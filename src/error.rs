//! Unified error handling for the cadence crate
//!
//! Each subsystem keeps its own error type; this module folds them into a
//! single [`Error`] enum for use across module boundaries, together with a
//! coarse [`ErrorCategory`] that mirrors how failures are handled: surfaced
//! to the caller, retried, or absorbed as a no-op.

use std::io;
use thiserror::Error;

// Re-export domain-specific errors for convenience
pub use crate::executor::ExecutorError;
pub use crate::optimizer::OptimizerError;
pub use crate::publish::{MetricsUnavailableError, PublishError};
pub use crate::scheduler::SchedulerError;

/// Result alias using the unified error type
pub type Result<T> = std::result::Result<T, Error>;

/// Classification of errors for handling strategies
#[derive(Debug, Clone, Copy, PartialEq, Eq, Hash)]
pub enum ErrorCategory {
    /// Schedule validation errors, surfaced synchronously to the caller
    Scheduling,
    /// Publish/metrics collaborator failures, retried by the executor
    Execution,
    /// Optimizer failures, absorbed as a rebalance no-op
    Optimization,
    /// Persistence failures
    Storage,
    /// Configuration and validation errors
    Config,
    /// Other/unknown errors
    Other,
}

/// Unified error type for the cadence crate
#[derive(Error, Debug)]
pub enum Error {
    /// Scheduling and dispatch errors
    #[error("Scheduler error: {0}")]
    Scheduler(#[from] SchedulerError),

    /// Campaign execution errors
    #[error("Executor error: {0}")]
    Executor(#[from] ExecutorError),

    /// Publish collaborator errors
    #[error("Publish error: {0}")]
    Publish(#[from] PublishError),

    /// Metrics collaborator errors
    #[error("Metrics error: {0}")]
    Metrics(#[from] MetricsUnavailableError),

    /// Budget optimizer errors
    #[error("Optimizer error: {0}")]
    Optimizer(#[from] OptimizerError),

    /// Storage errors
    #[error("Storage error: {0}")]
    Storage(anyhow::Error),

    /// I/O errors
    #[error("I/O error: {0}")]
    Io(#[from] io::Error),

    /// JSON serialization/deserialization errors
    #[error("JSON error: {0}")]
    Json(#[from] serde_json::Error),

    /// Configuration errors
    #[error("Config error: {0}")]
    Config(String),
}

impl Error {
    /// Get the error category for handling strategies
    pub fn category(&self) -> ErrorCategory {
        match self {
            Self::Scheduler(_) => ErrorCategory::Scheduling,
            Self::Executor(_) | Self::Publish(_) | Self::Metrics(_) => ErrorCategory::Execution,
            Self::Optimizer(_) => ErrorCategory::Optimization,
            Self::Storage(_) | Self::Io(_) => ErrorCategory::Storage,
            Self::Json(_) => ErrorCategory::Other,
            Self::Config(_) => ErrorCategory::Config,
        }
    }

    /// Check if this error is recoverable (can be retried)
    pub fn is_recoverable(&self) -> bool {
        matches!(
            self.category(),
            ErrorCategory::Execution | ErrorCategory::Storage
        ) || matches!(self, Self::Scheduler(e) if e.is_recoverable())
    }
}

-=-=-

*Brief*. Please set down all of the records exactly.

*Answer*.
filename src/error.rs
//! Unified error handling for the cadence crate
//!
//! Each subsystem keeps its own error type; this module folds them into a
//! single [`Error`] enum for use across module boundaries, together with a
//! coarse [`ErrorCategory`] that mirrors how failures are handled: surfaced
//! to the caller, retried, or absorbed as a no-op.

use std::io;
use thiserror::Error;

// Re-export domain-specific errors for convenience
pub use crate::executor::ExecutorError;
pub use crate::optimizer::OptimizerError;
pub use crate::publish::{MetricsUnavailableError, PublishError};
pub use crate::scheduler::SchedulerError;

/// Result alias using the unified error type
pub type Result<T> = std::result::Result<T, Error>;

/// Classification of errors for handling strategies
#[derive(Debug, Clone, Copy, PartialEq, Eq, Hash)]
pub enum ErrorCategory {
    /// Schedule validation errors, surfaced synchronously to the caller
    Scheduling,
    /// Publish/metrics collaborator failures, retried by the executor
    Execution,
    /// Optimizer failures, absorbed as a rebalance no-op
    Optimization,
    /// Persistence failures
    Storage,
    /// Configuration and validation errors
    Config,
    /// Other/unknown errors
    Other,
}

/// Unified error type for the cadence crate
#[derive(Error, Debug)]
pub enum Error {
    /// Scheduling and dispatch errors
    #[error("Scheduler error: {0}")]
    Scheduler(#[from] SchedulerError),

    /// Campaign execution errors
    #[error("Executor error: {0}")]
    Executor(#[from] ExecutorError),

    /// Publish collaborator errors
    #[error("Publish error: {0}")]
    Publish(#[from] PublishError),

    /// Metrics collaborator errors
    #[error("Metrics error: {0}")]
    Metrics(#[from] MetricsUnavailableError),

    /// Budget optimizer errors
    #[error("Optimizer error: {0}")]
    Optimizer(#[from] OptimizerError),

    /// Storage errors
    #[error("Storage error: {0}")]
    Storage(anyhow::Error),

    /// I/O errors
    #[error("I/O error: {0}")]
    Io(#[from] io::Error),

    /// JSON serialization/deserialization errors
    #[error("JSON error: {0}")]
    Json(#[from] serde_json::Error),

    /// Configuration errors
    #[error("Config error: {0}")]
    Config(String),
}

impl Error {
    /// Get the error category for handling strategies
    pub fn category(&self) -> ErrorCategory {
        match self {
            Self::Scheduler(_) => ErrorCategory::Scheduling,
            Self::Executor(_) | Self::Publish(_) | Self::Metrics(_) => ErrorCategory::Execution,
            Self::Optimizer(_) => ErrorCategory::Optimization,
            Self::Storage(_) | Self::Io(_) => ErrorCategory::Storage,
            Self::Json(_) => ErrorCategory::Other,
            Self::Config(_) => ErrorCategory::Config,
        }
    }

    /// Check if this error is recoverable (can be retried)
    pub fn is_recoverable(&self) -> bool {
        matches!(
            self.category(),
            ErrorCategory::Execution | ErrorCategory::Storage
        ) || matches!(self, Self::Scheduler(e) if e.is_recoverable())
    }
}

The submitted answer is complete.